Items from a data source
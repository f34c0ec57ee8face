//! Document text extraction.
//!
//! PDF extraction uses lopdf, pulling text page by page. A page that fails
//! to decode is skipped with a warning rather than failing the document;
//! only a document that yields no text at all is an error.

use crate::error::ExtractError;
use crate::stages::leading_excerpt;
use regex::Regex;
use std::path::Path;
use std::sync::LazyLock;
use tracing::{debug, warn};

/// Raw text plus best-effort metadata pulled from a source document.
/// Metadata fields are heuristic; absent values are `None` and the
/// structuring stage fills the gaps.
#[derive(Debug, Clone, Default)]
pub struct ExtractedDocument {
    pub text: String,
    pub title: Option<String>,
    pub authors: Option<String>,
    pub abstract_text: Option<String>,
    pub year: Option<i32>,
    pub page_count: usize,
}

/// Turns a source file into text. Object-safe so the pipeline can run
/// against fixture extractors in tests.
pub trait DocumentExtractor: Send + Sync {
    fn extract(&self, path: &Path) -> Result<ExtractedDocument, ExtractError>;
}

/// lopdf-backed PDF extractor.
#[derive(Debug, Default, Clone, Copy)]
pub struct PdfExtractor;

impl DocumentExtractor for PdfExtractor {
    fn extract(&self, path: &Path) -> Result<ExtractedDocument, ExtractError> {
        let doc = lopdf::Document::load(path).map_err(|e| ExtractError::Unreadable {
            path: path.display().to_string(),
            message: format!("Failed to load PDF: {e}"),
        })?;

        let pages = doc.get_pages();
        let page_count = pages.len();
        debug!(path = %path.display(), page_count, "Extracting PDF text");

        let mut text = String::new();
        for page_num in pages.keys() {
            match doc.extract_text(&[*page_num]) {
                Ok(page_text) => {
                    text.push_str(&page_text);
                    text.push('\n');
                }
                Err(e) => {
                    warn!(path = %path.display(), page = page_num, error = %e,
                        "Failed to extract page text, skipping");
                }
            }
        }

        if text.trim().is_empty() {
            return Err(ExtractError::Empty {
                path: path.display().to_string(),
            });
        }

        let mut extracted = sniff_metadata(&text);
        extracted.page_count = page_count;
        Ok(extracted)
    }
}

static YEAR_RE: LazyLock<Regex> =
    LazyLock::new(|| Regex::new(r"\b(19|20)\d{2}\b").expect("valid literal regex"));
static ABSTRACT_RE: LazyLock<Regex> =
    LazyLock::new(|| Regex::new(r"(?i)\babstract\b").expect("valid literal regex"));
static INTRODUCTION_RE: LazyLock<Regex> =
    LazyLock::new(|| Regex::new(r"(?i)\bintroduction\b").expect("valid literal regex"));

/// Best-effort metadata from raw text: first plausible line as title, a
/// publication-style year, and the block between "Abstract" and
/// "Introduction" headings.
fn sniff_metadata(text: &str) -> ExtractedDocument {
    let mut out = ExtractedDocument {
        text: text.to_string(),
        ..Default::default()
    };

    let mut lines = text.lines().map(str::trim).filter(|l| !l.is_empty());
    out.title = lines
        .clone()
        .find(|l| l.len() >= 8 && l.len() <= 200 && !l.chars().all(|c| c.is_numeric()))
        .map(str::to_string);

    // Author lines in papers tend to follow the title and read as a
    // name list rather than prose.
    if let Some(title) = &out.title {
        out.authors = lines
            .by_ref()
            .skip_while(|l| *l != title.as_str())
            .skip(1)
            .find(|l| looks_like_author_line(l))
            .map(str::to_string);
    }

    out.year = YEAR_RE
        .find(text)
        .and_then(|m| m.as_str().parse::<i32>().ok());

    out.abstract_text = extract_abstract(text);
    out
}

fn looks_like_author_line(line: &str) -> bool {
    let words = line.split_whitespace().count();
    words >= 2
        && words <= 20
        && !line.chars().any(|c| c.is_numeric())
        && (line.contains(',') || line.contains(" and ") || words <= 6)
}

/// Longest block taken when no Introduction heading bounds the abstract.
const ABSTRACT_FALLBACK_CHARS: usize = 2000;

fn extract_abstract(text: &str) -> Option<String> {
    let heading = ABSTRACT_RE.find(text)?;
    let tail = &text[heading.end()..];
    let block = match INTRODUCTION_RE.find(tail) {
        Some(m) => &tail[..m.start()],
        None => leading_excerpt(tail, ABSTRACT_FALLBACK_CHARS),
    };
    let block = block.trim_start_matches([':', '.', '-', '—']).trim();
    if block.is_empty() {
        None
    } else {
        Some(block.to_string())
    }
}

#[cfg(test)]
mod tests {
    use super::*;

    const SAMPLE: &str = "\
Attention Is All You Need

Ashish Vaswani, Noam Shazeer, Niki Parmar

Abstract
The dominant sequence transduction models are based on recurrent networks.
We propose a new architecture.

1 Introduction
Recurrent neural networks have long dominated sequence modeling.
Published in NeurIPS 2017.
";

    #[test]
    fn sniffs_title_authors_year_abstract() {
        let doc = sniff_metadata(SAMPLE);
        assert_eq!(doc.title.as_deref(), Some("Attention Is All You Need"));
        assert_eq!(
            doc.authors.as_deref(),
            Some("Ashish Vaswani, Noam Shazeer, Niki Parmar")
        );
        assert_eq!(doc.year, Some(2017));
        let abstract_text = doc.abstract_text.unwrap();
        assert!(abstract_text.starts_with("The dominant sequence"));
        assert!(!abstract_text.to_lowercase().contains("introduction"));
    }

    #[test]
    fn accented_abstract_without_introduction_is_clamped() {
        // No Introduction heading, so the fallback cut applies; it must
        // land on a char boundary even in fully multi-byte text.
        let text = format!("Abstract\n{}", "é".repeat(2500));
        let doc = sniff_metadata(&text);
        let abstract_text = doc.abstract_text.unwrap();
        assert!(abstract_text.chars().count() <= 2000);
        assert!(abstract_text.chars().all(|c| c == 'é'));
    }

    #[test]
    fn abstract_heading_match_is_case_insensitive() {
        let text = "Title Line Of The Paper\n\nABSTRACT\nWe résumé prior work.\n\nINTRODUCTION\nBody.";
        let doc = sniff_metadata(text);
        assert_eq!(doc.abstract_text.as_deref(), Some("We résumé prior work."));
    }

    #[test]
    fn missing_metadata_is_none_not_an_error() {
        let doc = sniff_metadata("x\ny\nz");
        assert_eq!(doc.title, None);
        assert_eq!(doc.year, None);
        assert_eq!(doc.abstract_text, None);
        assert_eq!(doc.text, "x\ny\nz");
    }

    #[test]
    fn unreadable_pdf_is_an_error() {
        let dir = tempfile::tempdir().unwrap();
        let path = dir.path().join("not-a-pdf.pdf");
        std::fs::write(&path, b"plain text, not a pdf").unwrap();
        let result = PdfExtractor.extract(&path);
        assert!(matches!(result, Err(ExtractError::Unreadable { .. })));
    }
}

■ What to work on
Above are the records; set each one down word for word.

■ Reply to the exercise
repository f34c0ec57ee8face
//! Document text extraction.
//!
//! PDF extraction uses lopdf, pulling text page by page. A page that fails
//! to decode is skipped with a warning rather than failing the document;
//! only a document that yields no text at all is an error.

use crate::error::ExtractError;
use crate::stages::leading_excerpt;
use regex::Regex;
use std::path::Path;
use std::sync::LazyLock;
use tracing::{debug, warn};

/// Raw text plus best-effort metadata pulled from a source document.
/// Metadata fields are heuristic; absent values are `None` and the
/// structuring stage fills the gaps.
#[derive(Debug, Clone, Default)]
pub struct ExtractedDocument {
    pub text: String,
    pub title: Option<String>,
    pub authors: Option<String>,
    pub abstract_text: Option<String>,
    pub year: Option<i32>,
    pub page_count: usize,
}

/// Turns a source file into text. Object-safe so the pipeline can run
/// against fixture extractors in tests.
pub trait DocumentExtractor: Send + Sync {
    fn extract(&self, path: &Path) -> Result<ExtractedDocument, ExtractError>;
}

/// lopdf-backed PDF extractor.
#[derive(Debug, Default, Clone, Copy)]
pub struct PdfExtractor;

impl DocumentExtractor for PdfExtractor {
    fn extract(&self, path: &Path) -> Result<ExtractedDocument, ExtractError> {
        let doc = lopdf::Document::load(path).map_err(|e| ExtractError::Unreadable {
            path: path.display().to_string(),
            message: format!("Failed to load PDF: {e}"),
        })?;

        let pages = doc.get_pages();
        let page_count = pages.len();
        debug!(path = %path.display(), page_count, "Extracting PDF text");

        let mut text = String::new();
        for page_num in pages.keys() {
            match doc.extract_text(&[*page_num]) {
                Ok(page_text) => {
                    text.push_str(&page_text);
                    text.push('\n');
                }
                Err(e) => {
                    warn!(path = %path.display(), page = page_num, error = %e,
                        "Failed to extract page text, skipping");
                }
            }
        }

        if text.trim().is_empty() {
            return Err(ExtractError::Empty {
                path: path.display().to_string(),
            });
        }

        let mut extracted = sniff_metadata(&text);
        extracted.page_count = page_count;
        Ok(extracted)
    }
}

static YEAR_RE: LazyLock<Regex> =
    LazyLock::new(|| Regex::new(r"\b(19|20)\d{2}\b").expect("valid literal regex"));
static ABSTRACT_RE: LazyLock<Regex> =
    LazyLock::new(|| Regex::new(r"(?i)\babstract\b").expect("valid literal regex"));
static INTRODUCTION_RE: LazyLock<Regex> =
    LazyLock::new(|| Regex::new(r"(?i)\bintroduction\b").expect("valid literal regex"));

/// Best-effort metadata from raw text: first plausible line as title, a
/// publication-style year, and the block between "Abstract" and
/// "Introduction" headings.
fn sniff_metadata(text: &str) -> ExtractedDocument {
    let mut out = ExtractedDocument {
        text: text.to_string(),
        ..Default::default()
    };

    let mut lines = text.lines().map(str::trim).filter(|l| !l.is_empty());
    out.title = lines
        .clone()
        .find(|l| l.len() >= 8 && l.len() <= 200 && !l.chars().all(|c| c.is_numeric()))
        .map(str::to_string);

    // Author lines in papers tend to follow the title and read as a
    // name list rather than prose.
    if let Some(title) = &out.title {
        out.authors = lines
            .by_ref()
            .skip_while(|l| *l != title.as_str())
            .skip(1)
            .find(|l| looks_like_author_line(l))
            .map(str::to_string);
    }

    out.year = YEAR_RE
        .find(text)
        .and_then(|m| m.as_str().parse::<i32>().ok());

    out.abstract_text = extract_abstract(text);
    out
}

fn looks_like_author_line(line: &str) -> bool {
    let words = line.split_whitespace().count();
    words >= 2
        && words <= 20
        && !line.chars().any(|c| c.is_numeric())
        && (line.contains(',') || line.contains(" and ") || words <= 6)
}

/// Longest block taken when no Introduction heading bounds the abstract.
const ABSTRACT_FALLBACK_CHARS: usize = 2000;

fn extract_abstract(text: &str) -> Option<String> {
    let heading = ABSTRACT_RE.find(text)?;
    let tail = &text[heading.end()..];
    let block = match INTRODUCTION_RE.find(tail) {
        Some(m) => &tail[..m.start()],
        None => leading_excerpt(tail, ABSTRACT_FALLBACK_CHARS),
    };
    let block = block.trim_start_matches([':', '.', '-', '—']).trim();
    if block.is_empty() {
        None
    } else {
        Some(block.to_string())
    }
}

#[cfg(test)]
mod tests {
    use super::*;

    const SAMPLE: &str = "\
Attention Is All You Need

Ashish Vaswani, Noam Shazeer, Niki Parmar

Abstract
The dominant sequence transduction models are based on recurrent networks.
We propose a new architecture.

1 Introduction
Recurrent neural networks have long dominated sequence modeling.
Published in NeurIPS 2017.
";

    #[test]
    fn sniffs_title_authors_year_abstract() {
        let doc = sniff_metadata(SAMPLE);
        assert_eq!(doc.title.as_deref(), Some("Attention Is All You Need"));
        assert_eq!(
            doc.authors.as_deref(),
            Some("Ashish Vaswani, Noam Shazeer, Niki Parmar")
        );
        assert_eq!(doc.year, Some(2017));
        let abstract_text = doc.abstract_text.unwrap();
        assert!(abstract_text.starts_with("The dominant sequence"));
        assert!(!abstract_text.to_lowercase().contains("introduction"));
    }

    #[test]
    fn accented_abstract_without_introduction_is_clamped() {
        // No Introduction heading, so the fallback cut applies; it must
        // land on a char boundary even in fully multi-byte text.
        let text = format!("Abstract\n{}", "é".repeat(2500));
        let doc = sniff_metadata(&text);
        let abstract_text = doc.abstract_text.unwrap();
        assert!(abstract_text.chars().count() <= 2000);
        assert!(abstract_text.chars().all(|c| c == 'é'));
    }

    #[test]
    fn abstract_heading_match_is_case_insensitive() {
        let text = "Title Line Of The Paper\n\nABSTRACT\nWe résumé prior work.\n\nINTRODUCTION\nBody.";
        let doc = sniff_metadata(text);
        assert_eq!(doc.abstract_text.as_deref(), Some("We résumé prior work."));
    }

    #[test]
    fn missing_metadata_is_none_not_an_error() {
        let doc = sniff_metadata("x\ny\nz");
        assert_eq!(doc.title, None);
        assert_eq!(doc.year, None);
        assert_eq!(doc.abstract_text, None);
        assert_eq!(doc.text, "x\ny\nz");
    }

    #[test]
    fn unreadable_pdf_is_an_error() {
        let dir = tempfile::tempdir().unwrap();
        let path = dir.path().join("not-a-pdf.pdf");
        std::fs::write(&path, b"plain text, not a pdf").unwrap();
        let result = PdfExtractor.extract(&path);
        assert!(matches!(result, Err(ExtractError::Unreadable { .. })));
    }
}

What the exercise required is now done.